The climate cycle brings warm water to the tropical Pacific Ocean and hot, dry conditions to much of the globe, raising the risk of wildfires in theAmazon and Southeast Asia while tending to reduce them in the western US. In Australia, the conflagrations can be particularly devastating: the 1983, 2003, 2007, 2010 and 2015 fire seasons, some of the most damaging in the country’s history, all occurred during El Niño.
This year, many hoped for some respite. Less than four years ago, more than 10,000 fires swept through 24 million hectares. The Black Summer catastrophe burned a fifth of its forests, killed 33 people and more than 1 billion animals, destroyed nearly 2,500 homes, and released as much as 1.06 billion metric tons of carbon dioxide into the atmosphere, equivalent to three years’ worth of Australia’s normal CO2 emissions.
One consolation was that the destruction itself would reduce the risk of repeat events. Wildfires depend on fuel — leaf litter and bark carpeting the ground.

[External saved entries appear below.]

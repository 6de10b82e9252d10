//! Note store bootstrap: connection opening and schema migrations.
//!
//! # Responsibility
//! - Open the SQLite file (or in-memory database) that holds note records.
//! - Bring its schema to the version this binary understands.
//!
//! # Invariants
//! - Schema version lives in `PRAGMA user_version`.
//! - The repository never sees a connection whose migrations failed.
//! - Errors name the database path or migration they came from.

use std::error::Error;
use std::fmt::{Display, Formatter};
use std::path::PathBuf;

pub mod migrations;
mod open;

pub use open::{open_db, open_db_in_memory, IN_MEMORY_PATH};

pub type DbResult<T> = Result<T, DbError>;

/// Note store bootstrap or transport error.
#[derive(Debug)]
pub enum DbError {
    /// The database file could not be opened or configured.
    Open {
        path: PathBuf,
        source: rusqlite::Error,
    },
    /// A schema migration script failed; the transaction was rolled back.
    Migration {
        version: u32,
        name: &'static str,
        source: rusqlite::Error,
    },
    /// File was written by a newer build.
    UnsupportedSchemaVersion {
        db_version: u32,
        latest_supported: u32,
    },
    Sqlite(rusqlite::Error),
}

impl DbError {
    /// Stable code used in `error_code=` log fields.
    pub fn code(&self) -> &'static str {
        match self {
            Self::Open { .. } => "db_open_failed",
            Self::Migration { .. } => "db_migration_failed",
            Self::UnsupportedSchemaVersion { .. } => "db_schema_too_new",
            Self::Sqlite(_) => "db_sqlite_error",
        }
    }
}

impl Display for DbError {
    fn fmt(&self, f: &mut Formatter<'_>) -> std::fmt::Result {
        match self {
            Self::Open { path, source } => write!(
                f,
                "failed to open note database `{}`: {source}",
                path.display()
            ),
            Self::Migration {
                version,
                name,
                source,
            } => write!(f, "note schema migration {version} ({name}) failed: {source}"),
            Self::UnsupportedSchemaVersion {
                db_version,
                latest_supported,
            } => write!(
                f,
                "note database schema version {db_version} is newer than supported {latest_supported}"
            ),
            Self::Sqlite(err) => write!(f, "note database error: {err}"),
        }
    }
}

impl Error for DbError {
    fn source(&self) -> Option<&(dyn Error + 'static)> {
        match self {
            Self::Open { source, .. } | Self::Migration { source, .. } => Some(source),
            Self::Sqlite(err) => Some(err),
            Self::UnsupportedSchemaVersion { .. } => None,
        }
    }
}

impl From<rusqlite::Error> for DbError {
    fn from(value: rusqlite::Error) -> Self {
        Self::Sqlite(value)
    }
}
//! Core domain logic for QuickNote.
//! This crate owns the note model, the editing session state machine and the
//! store contract.

pub mod config;
pub mod db;
pub mod logging;
pub mod model;
pub mod query;
pub mod repo;
pub mod session;

pub use config::CoreConfig;
pub use logging::{default_log_level, init_logging, logging_status, LogLevel, LoggingError};
pub use model::content::{
    format_absolute_date, format_amount, format_key_combination, link_open_target, pop_key,
    push_key, ContentBlock, ContentError, ContentType, Key, KeySymbol, MoneyAdjustment,
    NamedSymbol, RelativeDay,
};
pub use model::note::{Note, NoteError, NoteId};
pub use query::{
    content_type_catalogue, project_notes, ContentTypeDescriptor, NoteFilter, NoteListItem,
    NoteSort,
};
pub use repo::note_repo::{
    decode_payload, encode_payload, DecodeFailure, LoadReport, NoteRecord, NoteRepository,
    RepoError, RepoResult, SqliteNoteRepository,
};
pub use session::intent::{Intent, IntentOutcome};
pub use session::state::{
    EditingUndoBuffer, FocusHint, NoteSession, NoteSessionState, SessionError, SessionResult,
    SessionSnapshot,
};
pub use session::worker::SessionWorker;

/// Returns the core crate version.
pub fn core_version() -> &'static str {
    env!("CARGO_PKG_VERSION")
}
//! Repository layer: the sole gateway to durable note storage.
//!
//! # Responsibility
//! - Define the store contract consumed by the editing session.
//! - Isolate SQLite and payload encoding from session logic.
//!
//! # Invariants
//! - Repository APIs return semantic errors (`MissingId`, `NotFound`,
//!   `Decode`) in addition to DB transport errors.

pub mod note_repo;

A major disaster like that of 2019-2020 acts like a broom sweeping this away.

Things are different this time around. The fires released as much as 3 million metric tons of particulates into the atmosphere, causing parts of the tropical Pacific to cool as the floating dust blocked out the sun’s rays. That helped contribute to the extraordinary three-year La Niña cooling event that began in September 2020 and ended in March this year. La Niña brings heavy rainfall to Australia, and the floods that resulted caused the country’s worst natural disaster in insurance terms, at $4.3 billion of covered losses.
Burnt-out vegetation recovered at prodigious rates as parched ground became saturated. The wheat crop over the season ended in January rose to a record of nearly three times the tonnage produced in 2019-2020. As El Niño dries out the ground in the coming months, that regrowth is primed to be turned into a new load of fuel.

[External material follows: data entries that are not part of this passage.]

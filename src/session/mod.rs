// Copyright 2026 Daniel Pelikan
//
// Licensed under the Apache License, Version 2.0 (the "License");
// you may not use this file except in compliance with the License.
// You may obtain a copy of the License at
//
//     http://www.apache.org/licenses/LICENSE-2.0
//
// Unless required by applicable law or agreed to in writing, software
// distributed under the License is distributed on an "AS IS" BASIS,
// WITHOUT WARRANTIES OR CONDITIONS OF ANY KIND, either express or implied.
// See the License for the specific language governing permissions and
// limitations under the License.

//! Connection state machine.
//!
//! A [`Session`] owns at most one [`Link`] together with its reader and the
//! command tracker. State, the latest telemetry line and transient events
//! are published through watch and broadcast channels so a UI can follow
//! along from any task.

mod tracker;

pub use tracker::{CommandTracker, PendingCommand};

use chrono::{DateTime, Local};
use parking_lot::Mutex;
use std::collections::VecDeque;
use std::sync::atomic::{AtomicU64, Ordering};
use std::sync::{Arc, Weak};
use std::time::Duration;
use thiserror::Error;
use tokio::sync::{broadcast, oneshot, watch};
use tracing::{debug, error, info, warn};

use crate::bluetooth::{
    AckTable, FrameReader, LineSink, Link, LinkError, PairedDevice, Platform,
};
use crate::events::SessionEvent;
use crate::state::ConnectionState;

/// Capacity of the event broadcast channel.
const EVENT_CAPACITY: usize = 64;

“What we’re seeing is this flickering between tropical, luxuriant plant growth and arid conditions, and then you get the absolutely worst conditions” for fire, says David Bowman, a professor of fire science at the University of Tasmania.
The state of the oceans and atmosphere could add a spark to this dry tinder. Australia’s worst fires have come in years when El Niño coincides with a positive Indian Ocean Dipole, a similar system that causes Southeast Asia, Australia and eastern Africa to flip between drought and flood years.

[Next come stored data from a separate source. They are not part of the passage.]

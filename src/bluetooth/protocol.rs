// Copyright 2026 Daniel Pelikan
//
// Licensed under the Apache License, Version 2.0 (the "License");
// you may not use this file except in compliance with the License.
// You may obtain a copy of the License at
//
//     http://www.apache.org/licenses/LICENSE-2.0
//
// Unless required by applicable law or agreed to in writing, software
// distributed under the License is distributed on an "AS IS" BASIS,
// WITHOUT WARRANTIES OR CONDITIONS OF ANY KIND, either express or implied.
// See the License for the specific language governing permissions and
// limitations under the License.

//! Device command vocabulary and acknowledgement tokens.
//!
//! Commands are sent as raw single-byte ASCII with no framing. The device
//! answers with newline-terminated text lines, two of which are fixed
//! acknowledgement tokens; everything else is telemetry.

use serde::{Deserialize, Serialize};
use uuid::Uuid;

/// Standard SPP UUID.
pub const SPP_UUID: Uuid = Uuid::from_u128(0x00001101_0000_1000_8000_00805F9B34FB);

/// Acknowledgement for [`DeviceCommand::LedOn`].
pub const ACK_LED_ON: &str = "LED ON";

/// Acknowledgement for [`DeviceCommand::LedOff`].
pub const ACK_LED_OFF: &str = "LED OFF";

/// Commands understood by the reference firmware.
#[derive(Debug, Clone, Copy, PartialEq, Eq)]
pub enum DeviceCommand {
    LedOn,
    LedOff,
    TelemetryOn,
    TelemetryOff,
}

impl DeviceCommand {
    pub const ALL: [DeviceCommand; 4] = [
        Self::LedOn,
        Self::LedOff,
        Self::TelemetryOn,
        Self::TelemetryOff,
    ];

    /// Parse a wire code or a friendly name.
    pub fn parse(s: &str) -> Option<Self> {
        match s.trim().to_lowercase().replace([' ', '-'], "_").as_str() {
            "a" | "on" | "led_on" => Some(Self::LedOn),
            "b" | "off" | "led_off" => Some(Self::LedOff),
            "c" | "telemetry_on" | "start" => Some(Self::TelemetryOn),
            "d" | "telemetry_off" | "stop" => Some(Self::TelemetryOff),
            _ => None,
        }
    }

    /// Wire code.
    pub fn code(&self) -> &'static str {
        match self {
            Self::LedOn => "A",
            Self::LedOff => "B",
            Self::TelemetryOn => "C",
            Self::TelemetryOff => "D",
        }
    }

    /// Look up a command by its wire code.
    pub fn from_code(code: &str) -> Option<Self> {
        Self::ALL.into_iter().find(|c| c.code() == code)
    }

    /// Token the device sends back once the command took effect.
    pub fn ack_token(&self) -> Option<&'static str> {
        match self {
            Self::LedOn => Some(ACK_LED_ON),
            Self::LedOff => Some(ACK_LED_OFF),
            Self::TelemetryOn | Self::TelemetryOff => None,
        }
    }

    pub fn description(&self) -> &'static str {
        match self {
            Self::LedOn => "LED on",
            Self::LedOff => "LED off",
            Self::TelemetryOn => "telemetry on",
            Self::TelemetryOff => "telemetry off",
        }
    }

    /// Text shown when the device confirms the command.
    pub fn confirmed_text(&self) -> &'static str {
        match self {
            Self::LedOn => "LED turned on",
            Self::LedOff => "LED turned off",
            Self::TelemetryOn => "Telemetry enabled",
            Self::TelemetryOff => "Telemetry disabled",
        }
    }
}

/// Text shown when no confirmation arrived for `code` in time.
pub fn unconfirmed_text(code: &str) -> String {
    match DeviceCommand::from_code(code) {
        Some(cmd @ (DeviceCommand::LedOn | DeviceCommand::LedOff)) => {
            format!("{} was not confirmed", cmd.description())
        }
        _ => "No confirmation received".to_string(),
    }
}

/// One acknowledgement token and the command it confirms.
#[derive(Debug, Clone, PartialEq, Eq, Serialize, Deserialize)]
pub struct Acknowledgement {
    pub token: String,
    pub command: String,
}

impl Acknowledgement {
    pub fn new(token: impl Into<String>, command: impl Into<String>) -> Self {
        Self {
            token: token.into(),
            command: command.into(),
        }
    }
}

/// Maps incoming lines to the command they acknowledge.
#[derive(Debug, Clone, PartialEq, Eq)]
pub struct AckTable {
    entries: Vec<Acknowledgement>,
}

impl AckTable {
    pub fn new(entries: Vec<Acknowledgement>) -> Self {
        Self { entries }
    }

    /// Command acknowledged by `line`, if `line` is a known token.
    ///
    /// Tokens match exactly; the line is expected to be trimmed already.
    pub fn command_for(&self, line: &str) -> Option<&str> {
        self.entries
            .iter()
            .find(|ack| ack.token == line)
            .map(|ack| ack.command.as_str())
    }

    pub fn entries(&self) -> &[Acknowledgement] {
        &self.entries
    }
}

impl Default for AckTable {
    fn default() -> Self {
        let entries = DeviceCommand::ALL
            .iter()
            .filter_map(|cmd| cmd.ack_token().map(|token| Acknowledgement::new(token, cmd.code())))
            .collect();
        Self { entries }
    }
}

A warming climate is sharply increasing the frequency of El Niño and positive dipole events, according to a 2021 study led by Nerilie Abram, a professor of climate science at Australian National University. “Fire-promoting phases are now occurring more often than any other time in the last several centuries,” they wrote.
A relatively dry southern hemisphere winter means the ground is already more parched than you’d expect coming out of three years of downpours. Root-zone soil moisture was well below average across a swath of southeastern Australia in August, a situation that’s likely to spark grass fires in arid inland farming areas. Conditions are closer to average in the deep layers of soil that matter most for the coastal forest fires that catch international news headlines, says Rachael Nolan, a bushfire ecologist at Western Sydney University, who expects forests to retain enough moisture this year to avoid fires on the scale of 2019’s Black Summer.
Even so, the way unprecedented fires have struck Canada and Hawaii in recent months gives her pause. “With these very hot conditions it is almost new territory,” she says.
The warmer atmosphere itself means it’s hard to count on landscapes remaining as damp as they did in the past. Hotter air acts like a sponge, sucking water more readily from plants and soils than if it was cooler. “It’s quite possible that because the atmosphere is getting thirstier we will see more rapid drying,” says Abram.

Australia likes to see itself as the victim of these global forces. That’s not quite right. As the largest fossil-fuel exporter after Russia, Saudi Arabia and the US, it’s contributing every year to a warming climate that risks turning its lush woodlands into savannahs and its Great Barrier Reef into a bleached boneyard.
The benefits of those exports accrue largely to the businesses that produce them, and the governments that tax them. The cost is paid by every citizen: through inhaled smoke and the health problems that result, and through insurance premiums that leapt 50 percent last year in high-risk areas, leaving one in 10 households struggling to pay them.
Australians tend to view their environment as a national treasure, and the summer as an opportunity for carefree enjoyment of its glories. Increasingly, our carbon emissions and the fires that result are turning this blessing into a threat.
David Fickling is a Bloomberg Opinion columnist covering commodities, as well as industrial and consumer companies. Views are personal, and do not represent the stand of this publication.